Выбрать главу

Цинциннат ясно осознает, что мир, его окружающий, это искусственный, перекошенный мир. При этом, подобно Лужину, который так и не разгадал до конца всех нюансов затеянной против него фатальной «комбинации», герой «Приглашения на казнь» не распознает всех дефектов своего мира. Это остается на долю читателя, которого — если, конечно, он не захлопнет книгу — тоже заставляют играть некую роль, столь же существенную для этого романа, сколь разгадывание умыслов судьбы в «Защите Лужина». Упускаемые Цинциннатом несуразности не сводятся к довольно бездарной игре актеров, да и далеко не совершенной пьесе, словом, ко всему тому, за что явно несет ответственность хитроумный повествователь. Иное дело — разрывы на уровне самого повествования. Они недоступны не только Цинциннату, но и повествователю, что свидетельствует о дистанции между ним и скрытым автором.
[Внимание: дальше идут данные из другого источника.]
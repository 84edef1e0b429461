use clap::ValueEnum;
use serde::{Deserialize, Serialize};
use std::num::{NonZeroU64, NonZeroUsize};

use crate::error::ValidationError;

/// Dispatch strategy selected for a run.
#[derive(Debug, Clone, Copy, ValueEnum, Deserialize, Serialize, PartialEq, Eq)]
#[serde(rename_all = "lowercase")]
pub enum TestType {
    /// Warm each endpoint once, then fire a concurrent wave meant to hit the cache.
    Cache,
    /// Fixed request count behind a concurrency gate.
    Concurrent,
    /// Back-to-back batches until the duration elapses.
    Throughput,
}

impl TestType {
    #[must_use]
    pub const fn as_str(self) -> &'static str {
        match self {
            TestType::Cache => "cache",
            TestType::Concurrent => "concurrent",
            TestType::Throughput => "throughput",
        }
    }
}

impl std::fmt::Display for TestType {
    fn fmt(&self, f: &mut std::fmt::Formatter<'_>) -> std::fmt::Result {
        f.write_str(self.as_str())
    }
}

#[derive(Debug, Clone, Copy, PartialEq, Eq)]
pub struct PositiveU64(NonZeroU64);

impl PositiveU64 {
    #[must_use]
    pub const fn get(self) -> u64 {
        self.0.get()
    }
}

impl TryFrom<u64> for PositiveU64 {
    type Error = ValidationError;

    fn try_from(value: u64) -> Result<Self, Self::Error> {
        NonZeroU64::new(value)
            .map(PositiveU64)
            .ok_or(ValidationError::ValueTooSmall { min: 1 })
    }
}

impl std::str::FromStr for PositiveU64 {
    type Err = ValidationError;

    fn from_str(s: &str) -> Result<Self, Self::Err> {
        let value: u64 = s
            .trim()
            .parse()
            .map_err(|err| ValidationError::InvalidNumber { source: err })?;
        PositiveU64::try_from(value)
    }
}

#[derive(Debug, Clone, Copy, PartialEq, Eq)]
pub struct PositiveUsize(NonZeroUsize);

impl PositiveUsize {
    #[must_use]
    pub const fn get(self) -> usize {
        self.0.get()
    }
}

impl TryFrom<usize> for PositiveUsize {
    type Error = ValidationError;

    fn try_from(value: usize) -> Result<Self, Self::Error> {
        NonZeroUsize::new(value)
            .map(PositiveUsize)
            .ok_or(ValidationError::ValueTooSmall { min: 1 })
    }
}

impl std::str::FromStr for PositiveUsize {
    type Err = ValidationError;

    fn from_str(s: &str) -> Result<Self, Self::Err> {
        let value: usize = s
            .trim()
            .parse()
            .map_err(|err| ValidationError::InvalidNumber { source: err })?;
        PositiveUsize::try_from(value)
    }
}

/// Share of `--total` sent during the cache-hit wave. Always within `[0, 1]`.
#[derive(Debug, Clone, Copy, PartialEq)]
pub struct CacheRatio(f64);

impl CacheRatio {
    #[must_use]
    pub const fn get(self) -> f64 {
        self.0
    }

    /// Number of requests the ratio selects out of `total`, rounded down.
    #[must_use]
    pub fn portion_of(self, total: usize) -> usize {
        let scaled = (total as f64 * self.0).floor();
        if scaled <= 0.0 {
            0
        } else {
            // Bounded by `total` since the ratio is at most 1.
            (scaled as usize).min(total)
        }
    }
}

impl TryFrom<f64> for CacheRatio {
    type Error = ValidationError;

    fn try_from(value: f64) -> Result<Self, Self::Error> {
        if (0.0..=1.0).contains(&value) {
            Ok(CacheRatio(value))
        } else {
            Err(ValidationError::RatioOutOfRange { value })
        }
    }
}

impl std::str::FromStr for CacheRatio {
    type Err = ValidationError;

    fn from_str(s: &str) -> Result<Self, Self::Err> {
        let value: f64 = s
            .trim()
            .parse()
            .map_err(|err| ValidationError::InvalidRatio {
                value: s.to_owned(),
                source: err,
            })?;
        CacheRatio::try_from(value)
    }
}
Целая серия неявных подмен внутри круга персонажей создает впечатление, что повествователь просто забывает кто есть кто. Начинается это с появления в камере Цинцинната его адвоката Романа Виссарионовича. Затем появляется директор, Родриг Иванович. Они вступают в беседу, однако далее совершенно внезапно и без какого бы то ни было указания со стороны повествователя, что сцена переменилась, на месте директора возникает надзиратель Родион. Подмена и подчеркивается, и маскируется безымянной, заведомо неопределенной отсылкой к собеседнику: «тот». Лишь постепенно мы начинаем понимать, что перед нами другой, т. е. не директор, а Родион — сначала говорится о ключах, затем начинает слышаться псевдонародный говорок, а под конец звучит имя. Еще более тонкий образец «забывчивости» повествователя демонстрируется далее, по ходу развития той же сцены, когда Цинциннат, надзиратель и адвокат выходят на прогулку по башенной террасе. Цинциннат останавливается, захваченный открывающимся перед ним видом, у адвоката спина почему-то оказывается запачканной известкой, а Родион принимается мести плиты террасы. Но в финале представления надзиратель исчезает, мы читаем, что это уже не он, а Родриг Иванович отбрасывает метлу в сторону и говорит, что пора возвращаться, и сюртук у него испачкан в известке.

Разумеется, подобного рода подмены не случайны, а, напротив, тщательнейшим образом отрефлектированы. Тому есть не одно свидетельство. В конце романа повествователь прямо говорит, что без грима директор и адвокат выглядят на одно лицо. Отсюда следует, что иные персонажи, окружающие Цинцинната, тоже, наверное, взаимозаменяемы — да это, собственно, подтверждается эпизодом в финале, где Пьер дает указания директору так, словно это надзиратель.{138} В основе этой взаимозаменяемости лежит метафизика романа: если Цинциннат выбивается из общего ряда своей духовностью, то, стало быть, полное сходство между всеми остальными должно объясняться их бездушием. Похоже, Цинциннат это вполне осознает, адресуясь к окружению так: «призраки, оборотни, пародии» (IV, 22). При этом, однако же, нет даже намека, что он заметил случившееся превращение. Не исключено, конечно, что такие подмены есть свойство физического мира, каким он показан в «Приглашении на казнь», и что в упомянутых сценах повествователь просто фиксирует это свойство. Но ведь в то же время он пренебрегает фундаментальными художественными условностями, причем делает это исподтишка. Так, о повествовательных «ошибках» можно говорить лишь потому, что ни повествователь, ни Цинциннат не отдают себе отчета в происшедшей подмене — во всяком случае, в тексте нет на это никаких указаний. Читатель, таким образом, оказывается в весьма привилегированном положении — он распознает «ошибки» точно так же, как Цинциннат замечает вывихи в окружающем его материальном мире.{139} Ту же мысль можно выразить и иначе: впечатление, будто повествователь утрачивает контроль над участниками действия — что придает особый аромат романной эстетике, — базируется на метафизике всего произведения.